[Materials provided]
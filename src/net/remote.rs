/// HTTP control panel.
///
/// A small GET-only server on the network runtime, one task per
/// connection. It renders the latest `RemoteView` published by the frame
/// loop and turns form submissions into `RemoteCommand`s.

use std::fmt::Write as _;
use std::net::SocketAddr;
use std::sync::mpsc::Sender;
use std::sync::{Arc, Mutex};
use std::time::Duration;

use anyhow::{Context, Result};
use tokio::io::{AsyncBufReadExt, AsyncWriteExt, BufReader};
use tokio::net::{TcpListener, TcpStream};
use tokio::time;
use tracing::{debug, info, warn};

use super::runtime;
use crate::config::RemoteConfig;
use crate::sim::remote::{RemoteCommand, RemoteView};

/// Time a client gets to send its request line and headers.
const HEAD_TIMEOUT: Duration = Duration::from_secs(5);

#[derive(Debug, PartialEq, Eq)]
pub struct Response {
    pub status: u16,
    pub location: Option<&'static str>,
    pub body: String,
}

impl Response {
    fn page(body: String) -> Self {
        Response { status: 200, location: None, body }
    }

    fn see_other() -> Self {
        Response { status: 303, location: Some("/"), body: String::new() }
    }

    fn error(status: u16) -> Self {
        Response { status, location: None, body: format!("{} {}\n", status, reason(status)) }
    }

    /// Status line, headers and body, ready for the socket.
    fn encode(&self) -> String {
        let mut out = format!("HTTP/1.1 {} {}\r\n", self.status, reason(self.status));
        let content_type = if self.status == 200 { "text/html; charset=utf-8" } else { "text/plain" };
        let _ = write!(out, "Content-Type: {content_type}\r\n");
        let _ = write!(out, "Content-Length: {}\r\n", self.body.len());
        if let Some(loc) = self.location {
            let _ = write!(out, "Location: {loc}\r\n");
        }
        out.push_str("Connection: close\r\n\r\n");
        out.push_str(&self.body);
        out
    }
}

fn reason(status: u16) -> &'static str {
    match status {
        200 => "OK",
        303 => "See Other",
        400 => "Bad Request",
        404 => "Not Found",
        501 => "Not Implemented",
        _ => "Error",
    }
}

/// Bind the listener and serve it on the network runtime. Returns the
/// bound address.
pub fn spawn(
    cfg: &RemoteConfig,
    view: Arc<Mutex<RemoteView>>,
    commands: Sender<RemoteCommand>,
) -> Result<SocketAddr> {
    serve(cfg, view, commands, HEAD_TIMEOUT)
}

fn serve(
    cfg: &RemoteConfig,
    view: Arc<Mutex<RemoteView>>,
    commands: Sender<RemoteCommand>,
    head_timeout: Duration,
) -> Result<SocketAddr> {
    let rt = runtime::get()?;
    let listener = rt
        .block_on(TcpListener::bind((cfg.host.as_str(), cfg.port)))
        .with_context(|| format!("cannot bind {}:{}", cfg.host, cfg.port))?;
    let addr = listener.local_addr()?;
    info!(%addr, "remote panel listening");

    rt.spawn(async move {
        loop {
            let (stream, peer) = match listener.accept().await {
                Ok(conn) => conn,
                Err(e) => {
                    warn!("remote accept failed: {e}");
                    continue;
                }
            };
            let view = Arc::clone(&view);
            let commands = commands.clone();
            tokio::spawn(async move {
                if let Err(e) = handle_client(stream, view, commands, head_timeout).await {
                    debug!(%peer, "remote client: {e:#}");
                }
            });
        }
    });

    Ok(addr)
}

async fn handle_client(
    stream: TcpStream,
    view: Arc<Mutex<RemoteView>>,
    commands: Sender<RemoteCommand>,
    head_timeout: Duration,
) -> Result<()> {
    let (reader, mut writer) = stream.into_split();
    let mut lines = BufReader::new(reader).lines();

    let request_line = time::timeout(head_timeout, async {
        let request_line = lines.next_line().await?.unwrap_or_default();
        while let Some(header) = lines.next_line().await? {
            if header.trim().is_empty() {
                break;
            }
        }
        Ok::<_, std::io::Error>(request_line)
    })
    .await
    .context("request head timed out")??;

    let mut parts = request_line.split_whitespace();
    let method = parts.next().unwrap_or("");
    let target = parts.next().unwrap_or("/");
    debug!(%method, %target, "remote request");

    let snapshot = view.lock().unwrap_or_else(|p| p.into_inner()).clone();
    let resp = route(method, target, &snapshot, &commands);
    writer.write_all(resp.encode().as_bytes()).await?;
    writer.shutdown().await?;
    Ok(())
}

/// Map one request onto a response, sending any resulting command.
pub fn route(
    method: &str,
    target: &str,
    view: &RemoteView,
    commands: &Sender<RemoteCommand>,
) -> Response {
    if method != "GET" {
        return Response::error(501);
    }
    let (path, query) = target.split_once('?').unwrap_or((target, ""));
    let params = parse_query(query);
    let param = |key: &str| {
        params
            .iter()
            .find(|(k, _)| k == key)
            .map(|(_, v)| v.as_str())
            .filter(|v| !v.is_empty())
    };

    let cmd = match path {
        "/" => return Response::page(render_page(view)),
        "/set" => match (param("option"), param("value")) {
            (Some(name), Some(value)) => Some(RemoteCommand::SetOption {
                name: name.to_string(),
                value: value.to_string(),
            }),
            _ => return Response::error(400),
        },
        "/send" => param("msg").map(|m| RemoteCommand::SendChat(m.to_string())),
        "/add_item" => param("item").map(|i| RemoteCommand::AddItem(i.to_string())),
        "/remove_item" => param("idx")
            .and_then(|i| i.parse().ok())
            .map(RemoteCommand::RemoveItem),
        _ => return Response::error(404),
    };

    if let Some(cmd) = cmd {
        if commands.send(cmd).is_err() {
            warn!("remote command dropped, frame loop is gone");
        }
    }
    Response::see_other()
}

fn parse_query(query: &str) -> Vec<(String, String)> {
    query
        .split('&')
        .filter(|pair| !pair.is_empty())
        .map(|pair| {
            let (k, v) = pair.split_once('=').unwrap_or((pair, ""));
            (percent_decode(k), percent_decode(v))
        })
        .collect()
}

/// Decode `application/x-www-form-urlencoded` text. Malformed escapes are
/// kept as they are.
pub fn percent_decode(s: &str) -> String {
    let bytes = s.as_bytes();
    let mut out = Vec::with_capacity(bytes.len());
    let mut i = 0;
    while i < bytes.len() {
        match bytes[i] {
            b'+' => out.push(b' '),
            b'%' if i + 2 < bytes.len() => {
                match (hex(bytes[i + 1]), hex(bytes[i + 2])) {
                    (Some(hi), Some(lo)) => {
                        out.push(hi << 4 | lo);
                        i += 2;
                    }
                    _ => out.push(b'%'),
                }
            }
            b => out.push(b),
        }
        i += 1;
    }
    String::from_utf8_lossy(&out).into_owned()
}

fn hex(b: u8) -> Option<u8> {
    (b as char).to_digit(16).map(|d| d as u8)
}

pub fn html_escape(s: &str) -> String {
    let mut out = String::with_capacity(s.len());
    for ch in s.chars() {
        match ch {
            '&' => out.push_str("&amp;"),
            '<' => out.push_str("&lt;"),
            '>' => out.push_str("&gt;"),
            '"' => out.push_str("&quot;"),
            '\'' => out.push_str("&#x27;"),
            c => out.push(c),
        }
    }
    out
}

fn render_page(view: &RemoteView) -> String {
    let mut html = String::from("<html><body><h1>Remote Control</h1>\n");
    let _ = writeln!(html, "<p>Difficulty: {}</p>", html_escape(&view.difficulty));
    let _ = writeln!(html, "<p>WiFi: {}</p>", if view.wifi { "on" } else { "off" });
    html.push_str("<p>Set difficulty:");
    for (i, level) in ["Easy", "Normal", "Hard"].iter().enumerate() {
        let sep = if i == 0 { " " } else { " | " };
        let _ = write!(html, "{sep}<a href='/set?option=Difficulty&value={level}'>{level}</a>");
    }
    html.push_str("</p>\n");
    html.push_str(
        "<p>Toggle WiFi: <a href='/set?option=WiFi&value=true'>On</a> | \
         <a href='/set?option=WiFi&value=false'>Off</a></p>\n",
    );

    html.push_str("<h2>Inventory</h2>\n<ul>");
    for (i, item) in view.items.iter().enumerate() {
        let _ = write!(
            html,
            "<li>{} <a href='/remove_item?idx={i}'>remove</a></li>",
            html_escape(item)
        );
    }
    html.push_str("</ul>\n");
    html.push_str(
        "<form action='/add_item' method='get'>\
         <input type='text' name='item' /><input type='submit' value='Add' /></form>\n",
    );

    html.push_str("<h2>Chat</h2>\n");
    for line in &view.chat {
        let _ = writeln!(
            html,
            "<p><b>{}</b>: {}</p>",
            html_escape(&line.author),
            html_escape(&line.text)
        );
    }
    html.push_str(
        "<form action='/send' method='get'>\
         <input type='text' name='msg' /><input type='submit' value='Send' /></form>\n",
    );
    html.push_str("</body></html>\n");
    html
}

#[cfg(test)]
mod tests {
    use super::*;
    use crate::sim::chat::ChatLine;
    use std::io::{Read, Write};
    use std::net::TcpStream;
    use std::sync::mpsc::{self, Receiver};

    fn view() -> RemoteView {
        RemoteView {
            difficulty: "Normal".into(),
            wifi: true,
            items: vec!["Bone".into(), "<Ball>".into()],
            chat: vec![ChatLine::new("rex", "hi & bye")],
        }
    }

    fn get(target: &str) -> (Response, Receiver<RemoteCommand>) {
        let (tx, rx) = mpsc::channel();
        (route("GET", target, &view(), &tx), rx)
    }

    #[test]
    fn index_renders_state() {
        let (resp, rx) = get("/");
        assert_eq!(resp.status, 200);
        assert!(resp.body.contains("Difficulty: Normal"));
        assert!(resp.body.contains("WiFi: on"));
        assert!(resp.body.contains("&lt;Ball&gt; <a href='/remove_item?idx=1'>"));
        assert!(resp.body.contains("<b>rex</b>: hi &amp; bye"));
        assert!(rx.try_recv().is_err());
    }

    #[test]
    fn set_sends_option_and_redirects() {
        let (resp, rx) = get("/set?option=Difficulty&value=Hard");
        assert_eq!(resp, Response::see_other());
        assert_eq!(
            rx.try_recv().unwrap(),
            RemoteCommand::SetOption { name: "Difficulty".into(), value: "Hard".into() }
        );
    }

    #[test]
    fn set_without_both_params_is_bad_request() {
        assert_eq!(get("/set?option=WiFi").0.status, 400);
        assert_eq!(get("/set?value=true").0.status, 400);
        assert_eq!(get("/set").0.status, 400);
    }

    #[test]
    fn send_and_inventory_routes() {
        let (resp, rx) = get("/send?msg=good+dog%21");
        assert_eq!(resp.status, 303);
        assert_eq!(rx.try_recv().unwrap(), RemoteCommand::SendChat("good dog!".into()));

        let (_, rx) = get("/add_item?item=Squeaky%20Toy");
        assert_eq!(rx.try_recv().unwrap(), RemoteCommand::AddItem("Squeaky Toy".into()));

        let (_, rx) = get("/remove_item?idx=1");
        assert_eq!(rx.try_recv().unwrap(), RemoteCommand::RemoveItem(1));
    }

    #[test]
    fn empty_or_bad_values_only_redirect() {
        for target in ["/send?msg=", "/add_item", "/remove_item?idx=-3", "/remove_item?idx=x"] {
            let (resp, rx) = get(target);
            assert_eq!(resp.status, 303, "{target}");
            assert!(rx.try_recv().is_err(), "{target}");
        }
    }

    #[test]
    fn unknown_paths_and_methods() {
        assert_eq!(get("/admin").0.status, 404);
        let (tx, _rx) = mpsc::channel();
        assert_eq!(route("POST", "/", &view(), &tx).status, 501);
    }

    #[test]
    fn decodes_form_text() {
        assert_eq!(percent_decode("a+b%20c"), "a b c");
        assert_eq!(percent_decode("%C3%A9t%C3%A9"), "été");
        assert_eq!(percent_decode("100%"), "100%");
        assert_eq!(percent_decode("%zz"), "%zz");
    }

    #[test]
    fn serves_over_tcp() {
        let cfg = RemoteConfig { host: "127.0.0.1".into(), port: 0 };
        let shared = Arc::new(Mutex::new(view()));
        let (tx, rx) = mpsc::channel();
        let addr = spawn(&cfg, shared, tx).unwrap();

        let mut sock = TcpStream::connect(addr).unwrap();
        sock.write_all(b"GET /add_item?item=Frisbee HTTP/1.1\r\nHost: pet\r\n\r\n").unwrap();
        let mut reply = String::new();
        sock.read_to_string(&mut reply).unwrap();

        assert!(reply.starts_with("HTTP/1.1 303 See Other\r\n"));
        assert!(reply.contains("Location: /\r\n"));
        assert_eq!(rx.recv().unwrap(), RemoteCommand::AddItem("Frisbee".into()));
    }

    #[test]
    fn silent_client_does_not_block_others() {
        let cfg = RemoteConfig { host: "127.0.0.1".into(), port: 0 };
        let (tx, _rx) = mpsc::channel();
        let addr = spawn(&cfg, Arc::new(Mutex::new(view())), tx).unwrap();

        let _silent = TcpStream::connect(addr).unwrap();
        let mut sock = TcpStream::connect(addr).unwrap();
        sock.set_read_timeout(Some(Duration::from_secs(3))).unwrap();
        sock.write_all(b"GET / HTTP/1.1\r\nHost: pet\r\n\r\n").unwrap();
        let mut reply = String::new();
        sock.read_to_string(&mut reply).unwrap();

        assert!(reply.starts_with("HTTP/1.1 200 OK\r\n"));
        assert!(reply.contains("Difficulty: Normal"));
    }

    #[test]
    fn silent_client_is_dropped_after_head_timeout() {
        let cfg = RemoteConfig { host: "127.0.0.1".into(), port: 0 };
        let (tx, rx) = mpsc::channel();
        let addr = serve(&cfg, Arc::new(Mutex::new(view())), tx, Duration::from_millis(100)).unwrap();

        let mut silent = TcpStream::connect(addr).unwrap();
        silent.set_read_timeout(Some(Duration::from_secs(3))).unwrap();
        let mut buf = Vec::new();
        let n = silent.read_to_end(&mut buf).unwrap();

        assert_eq!(n, 0);
        assert!(rx.try_recv().is_err());
    }
}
[/Materials provided]
What you will do = Go to the line with "while i < bytes.len()" in the entries above and repeat every line from there through the line with "fn hex(b: u8)", exactly and with no other text.

Solution to the exercise =
    while i < bytes.len() {
        match bytes[i] {
            b'+' => out.push(b' '),
            b'%' if i + 2 < bytes.len() => {
                match (hex(bytes[i + 1]), hex(bytes[i + 2])) {
                    (Some(hi), Some(lo)) => {
                        out.push(hi << 4 | lo);
                        i += 2;
                    }
                    _ => out.push(b'%'),
                }
            }
            b => out.push(b),
        }
        i += 1;
    }
    String::from_utf8_lossy(&out).into_owned()
}

fn hex(b: u8) -> Option<u8> {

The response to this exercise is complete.